Jurisprudence - Bail à ferme

J.L.M.B. 17/287
Baux - Bail à ferme - Loi limitant les fermages - Fermage excédant le maximum autorisé - Nullité de la clause contractuelle - Action en répétition - Confirmation de la clause nulle .
Le raisonnement par lequel le juge en arrive à retenir qu'une clause nulle a été confirmée tacitement doit être décisif. Pareille confirmation emportant renonciation à demander remboursement de la partie de fermages excédant le maximum autorisé par la loi peut légitimement se déduire des circonstances de la cause lorsqu'il en résulte que le montant du fermage a été négocié et accepté par les deux parties, que les demandeurs en répétition sont des agriculteurs professionnels parfaitement informés de la législation, que les fermages ont annuellement fait l'objet de décomptes précis qui n'ont jamais fait l'objet d'aucune contestation mais ont, au contraire, été chaque fois suivis du paiement, et qu'aucun doute ne pouvait exister sur la cause de ces paiements. L'acceptation des décomptes intégrant les fermages majorés et l'absence de toute protestation après le paiement du premier fermage ne peuvent s'interpréter que comme une renonciation à se prévaloir de la protection de la loi limitant les fermages.

(Benoît et Philémon / Patrice, Société agricole A.-B., S.A. A. et Société agricole D.-B. )


Vu le jugement prononcé contradictoirement le 5 novembre 2013 par le juge de paix du second canton de Wavre ; (...)
II. Les faits pertinents
Patrice et Marc sont propriétaires d'un ensemble de terres agricoles d'environ deux cent vingt hectares, situées à (...).
Cet ensemble de pâtures et de terres agricoles a été exploité depuis le début 2007 par les frères Benoît et Philémon en association de fait jusqu'au 3 mars 2010. À cette date, Benoît a notifié par pli recommandé une rupture unilatérale de la convention sans préavis. Il a ensuite repris possession des terres.
Par citation du 4 juin 2010, Benoît et Philémon ont cité Patrice et Marc au possessoire pour être autorisés à reprendre possession des terres litigieuses, ce qui a été autorisé par jugement du 18 janvier 2011.
Par citation du 18 février 2012, Benoît et Philémon ont été assignés devant le magistrat cantonal en expulsion pour occupation sans titre ni droit.
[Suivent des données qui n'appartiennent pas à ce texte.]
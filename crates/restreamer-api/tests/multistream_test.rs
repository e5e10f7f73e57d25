#![allow(clippy::unwrap_used)]
// Integration tests for multistream orchestration using wiremock.

use std::time::Duration;

use pretty_assertions::assert_eq;
use secrecy::SecretString;
use serde_json::{Value, json};
use wiremock::matchers::{body_json, method, path};
use wiremock::{Mock, MockServer, ResponseTemplate};

use restreamer_api::{
    ClientConfig, Connection, Destination, Error, HttpTransport, Multistream, Orientation,
    Platform, RestreamerClient,
};

// ── Helpers ─────────────────────────────────────────────────────────

async fn setup() -> (MockServer, RestreamerClient) {
    let server = MockServer::start().await;

    Mock::given(method("POST"))
        .and(path("/api/login"))
        .respond_with(ResponseTemplate::new(200).set_body_json(json!({
            "access_token": "token",
            "refresh_token": "refresh",
            "expires_at": 4_102_444_800_i64,
        })))
        .mount(&server)
        .await;

    let connection = Connection::from_url(&server.uri())
        .unwrap()
        .with_credentials("admin", SecretString::from("testpass"));
    let base = url::Url::parse(&format!("{}/", server.uri())).unwrap();
    let transport =
        HttpTransport::with_client(reqwest::Client::new(), base, Duration::from_secs(5));
    let config = ClientConfig {
        login_backoff: Duration::ZERO,
        ..ClientConfig::default()
    };
    let client = RestreamerClient::from_parts(connection, transport, &config);
    (server, client)
}

async fn mount_process_list(server: &MockServer, state: &str) {
    Mock::given(method("GET"))
        .and(path("/api/v3/process"))
        .respond_with(ResponseTemplate::new(200).set_body_json(json!([
            { "id": "other", "reference": "manual", "state": "running" },
            { "id": "p1", "reference": "show", "state": state },
        ])))
        .mount(server)
        .await;
}

fn two_destinations() -> Multistream {
    let mut set = Multistream::with_reference("show");
    set.source_orientation = Orientation::Horizontal;
    set.add_destination(Destination::new(Platform::Twitch, "tw", Orientation::Horizontal).unwrap());
    set.add_destination(Destination::new(Platform::TikTok, "tt", Orientation::Vertical).unwrap());
    set
}

// ── Start / stop ────────────────────────────────────────────────────

#[tokio::test]
async fn test_start_creates_one_process_for_enabled_destinations() {
    let (server, mut client) = setup().await;

    Mock::given(method("POST"))
        .and(path("/api/v3/process"))
        .respond_with(ResponseTemplate::new(200).set_body_json(json!({ "id": "p1" })))
        .expect(1)
        .mount(&server)
        .await;

    let mut set = Multistream::new();
    set.add_destination(Destination::new(Platform::YouTube, "yt", Orientation::Auto).unwrap());
    let muted = set.add_destination(
        Destination::custom("rtmp://relay.local/live", "r", Orientation::Auto).unwrap(),
    );
    set.destinations[muted].enabled = false;

    set.start(&mut client, "rtmp://localhost/live/obs").await.unwrap();

    let requests = server.received_requests().await.unwrap();
    let create = requests
        .iter()
        .find(|r| r.url.path() == "/api/v3/process")
        .unwrap();
    let body: Value = serde_json::from_slice(&create.body).unwrap();
    let text = body.to_string();
    assert!(text.contains("rtmp://a.rtmp.youtube.com/live2/yt"));
    assert!(!text.contains("relay.local"));
    assert_eq!(body["reference"], json!(set.reference().unwrap()));
}

#[tokio::test]
async fn test_start_without_destinations_sends_nothing() {
    let (server, mut client) = setup().await;

    let mut set = Multistream::new();
    let err = set.start(&mut client, "rtmp://in").await.unwrap_err();
    assert!(matches!(err, Error::InvalidArgument(_)));
    assert!(client.last_error().contains("no destinations"));
    assert!(server.received_requests().await.unwrap().is_empty());
}

#[tokio::test]
async fn test_stop_finds_the_process_by_reference() {
    let (server, mut client) = setup().await;
    mount_process_list(&server, "running").await;

    Mock::given(method("POST"))
        .and(path("/api/v3/process/p1/command"))
        .and(body_json(json!({ "command": "stop" })))
        .respond_with(ResponseTemplate::new(200).set_body_json("OK"))
        .expect(1)
        .mount(&server)
        .await;

    two_destinations().stop(&mut client).await.unwrap();
}

#[tokio::test]
async fn test_stop_unknown_reference_is_not_found() {
    let (server, mut client) = setup().await;
    mount_process_list(&server, "running").await;

    let err = Multistream::with_reference("gone")
        .stop(&mut client)
        .await
        .unwrap_err();
    assert!(err.is_not_found());
}

#[tokio::test]
async fn test_stop_before_start_is_invalid() {
    let (_server, mut client) = setup().await;
    let err = Multistream::new().stop(&mut client).await.unwrap_err();
    assert!(matches!(err, Error::InvalidArgument(_)));
}

#[tokio::test]
async fn test_is_active_reads_process_state() {
    let (server, mut client) = setup().await;
    mount_process_list(&server, "finished").await;

    assert!(!two_destinations().is_active(&mut client).await.unwrap());
    assert!(!Multistream::with_reference("gone").is_active(&mut client).await.unwrap());
    assert!(!Multistream::new().is_active(&mut client).await.unwrap());
}

// ── Live destinations ───────────────────────────────────────────────

#[tokio::test]
async fn test_live_add_reframes_for_the_destination() {
    let (server, mut client) = setup().await;
    mount_process_list(&server, "running").await;

    Mock::given(method("POST"))
        .and(path("/api/v3/process/p1/outputs"))
        .and(body_json(json!({
            "id": "tiktok_1",
            "url": "rtmp://live.tiktok.com/live/tt",
            "video_filter": "crop=ih*9/16:ih,scale=1080:1920",
        })))
        .respond_with(ResponseTemplate::new(200).set_body_json("OK"))
        .expect(1)
        .mount(&server)
        .await;

    let mut set = two_destinations();
    set.destinations[1].enabled = false;
    set.set_destination_enabled_live(&mut client, 1, true).await.unwrap();
    assert!(set.destinations[1].enabled);

    // Already enabled: nothing more is sent.
    set.set_destination_enabled_live(&mut client, 1, true).await.unwrap();
}

#[tokio::test]
async fn test_live_remove_and_update() {
    let (server, mut client) = setup().await;
    mount_process_list(&server, "running").await;

    Mock::given(method("DELETE"))
        .and(path("/api/v3/process/p1/outputs/twitch_0"))
        .respond_with(ResponseTemplate::new(200).set_body_json("OK"))
        .expect(1)
        .mount(&server)
        .await;

    Mock::given(method("PUT"))
        .and(path("/api/v3/process/p1/outputs/twitch_0"))
        .and(body_json(json!({ "url": "rtmp://live.twitch.tv/app/new" })))
        .respond_with(ResponseTemplate::new(200).set_body_json("OK"))
        .expect(1)
        .mount(&server)
        .await;

    let mut set = two_destinations();
    set.update_destination_live(&mut client, 0, "new").await.unwrap();
    assert_eq!(set.destinations[0].publish_url(), "rtmp://live.twitch.tv/app/new");

    set.set_destination_enabled_live(&mut client, 0, false).await.unwrap();
    assert!(!set.destinations[0].enabled);
}

#[tokio::test]
async fn test_live_ops_reject_unknown_index() {
    let (server, mut client) = setup().await;

    let mut set = two_destinations();
    let err = set.add_destination_live(&mut client, 5).await.unwrap_err();
    assert!(matches!(err, Error::InvalidArgument(_)));
    assert!(client.last_error().contains("index 5"));
    assert!(set.update_destination_live(&mut client, 9, "k").await.is_err());
    assert!(server.received_requests().await.unwrap().is_empty());
}
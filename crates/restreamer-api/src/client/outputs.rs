// Dynamic output endpoints
//
// Destinations attached to a running process can be added, retargeted and
// removed without restarting it. Each output also carries its own encoding
// overrides.

use reqwest::Method;
use serde_json::{Map, Value, json};
use tracing::info;

use crate::client::RestreamerClient;
use crate::endpoint::PathBuilder;
use crate::error::Error;
use crate::models::{EncodingParams, EncodingWire, OutputList};

fn outputs_path(process_id: &str) -> PathBuilder {
    PathBuilder::api().lit("process").id(process_id).lit("outputs")
}

impl RestreamerClient {
    /// List the outputs of a process.
    ///
    /// `GET /api/v3/process/{id}/outputs` -> `{"outputs": [...]}`
    pub async fn get_process_outputs(&mut self, process_id: &str) -> Result<OutputList, Error> {
        let process_id = self.require(process_id, "process id")?;
        let resp = self
            .call(Method::GET, &outputs_path(process_id).build(), None)
            .await?;
        self.decode_list(&resp, Some("outputs"))
    }

    /// Attach a new output to a running process.
    ///
    /// `POST /api/v3/process/{id}/outputs` with `{id, url, video_filter?}`
    pub async fn add_process_output(
        &mut self,
        process_id: &str,
        output_id: &str,
        url: &str,
        video_filter: Option<&str>,
    ) -> Result<(), Error> {
        let process_id = self.require(process_id, "process id")?;
        let output_id = self.require(output_id, "output id")?;
        self.require(url, "output URL")?;

        let mut body = json!({ "id": output_id, "url": url });
        if let Some(filter) = video_filter.filter(|f| !f.is_empty()) {
            body["video_filter"] = json!(filter);
        }

        self.send_json(Method::POST, &outputs_path(process_id).build(), &body)
            .await?;
        info!(process_id, output_id, "added output");
        Ok(())
    }

    /// Detach an output from a running process.
    ///
    /// `DELETE /api/v3/process/{id}/outputs/{output_id}`
    pub async fn remove_process_output(
        &mut self,
        process_id: &str,
        output_id: &str,
    ) -> Result<(), Error> {
        let process_id = self.require(process_id, "process id")?;
        let output_id = self.require(output_id, "output id")?;
        self.delete(&outputs_path(process_id).id(output_id).build())
            .await?;
        info!(process_id, output_id, "removed output");
        Ok(())
    }

    /// Change the URL and/or video filter of an output. `None` fields are
    /// left out of the request and keep their current value.
    ///
    /// `PUT /api/v3/process/{id}/outputs/{output_id}`
    pub async fn update_process_output(
        &mut self,
        process_id: &str,
        output_id: &str,
        url: Option<&str>,
        video_filter: Option<&str>,
    ) -> Result<(), Error> {
        let process_id = self.require(process_id, "process id")?;
        let output_id = self.require(output_id, "output id")?;

        let mut body = Map::new();
        if let Some(url) = url {
            body.insert("url".into(), json!(url));
        }
        if let Some(filter) = video_filter {
            body.insert("video_filter".into(), json!(filter));
        }

        self.send_json(
            Method::PUT,
            &outputs_path(process_id).id(output_id).build(),
            &Value::Object(body),
        )
        .await?;
        info!(process_id, output_id, "updated output");
        Ok(())
    }

    /// Read the encoding settings of an output.
    ///
    /// `GET /api/v3/process/{id}/outputs/{output_id}/encoding`
    pub async fn get_output_encoding(
        &mut self,
        process_id: &str,
        output_id: &str,
    ) -> Result<EncodingParams, Error> {
        let process_id = self.require(process_id, "process id")?;
        let output_id = self.require(output_id, "output id")?;
        let path = outputs_path(process_id).id(output_id).lit("encoding").build();
        let wire: EncodingWire = self.get(&path).await?;
        Ok(EncodingParams::from(wire))
    }

    /// Change the encoding settings of an output on the fly. Zero/`None`
    /// fields are left unchanged.
    ///
    /// `PUT /api/v3/process/{id}/outputs/{output_id}/encoding`
    pub async fn update_output_encoding(
        &mut self,
        process_id: &str,
        output_id: &str,
        params: &EncodingParams,
    ) -> Result<(), Error> {
        let process_id = self.require(process_id, "process id")?;
        let output_id = self.require(output_id, "output id")?;
        let path = outputs_path(process_id).id(output_id).lit("encoding").build();
        self.send_json(Method::PUT, &path, &params.to_wire()).await?;
        info!(process_id, output_id, "updated output encoding");
        Ok(())
    }
}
Ils ont alors introduit une demande reconventionnelle visant à entendre dire pour droit qu'ils étaient titulaires d'un bail à ferme sur les terres litigieuses.
Par jugement du 4 novembre 2011, le juge de paix du second canton de Wavre a fait droit à cette demande reconventionnelle. Cette décision a été confirmée en degré d'appel par jugement du 17 avril 2013 prononcé par ce tribunal autrement composé.
III. L'action originaire et le jugement entrepris
III.1. La demande originaire introduite par Benoît et Philémon avait pour objet d'entendre prononcer la condamnation de Patrice et Marc au paiement de la somme de 200.709,44 euros, représentant la différence entre le fermage légal et la somme effectivement versée.
III.2. Par le jugement entrepris du 5 novembre 2013, le juge de paix a déclaré la demande non fondée et en a débouté Benoît et Philémon.
Cette décision se fondait sur les motifs suivants :

« Les parties conviennent que la législation en matière de fermage est impérative et que la sanction qui frappe les engagements pris en violation de cette législation est la nullité. On comparera avec les articles 24,53 et 56 des règles particulières au bail à ferme qui réputent inexistantes les conventions qui y seraient contraires.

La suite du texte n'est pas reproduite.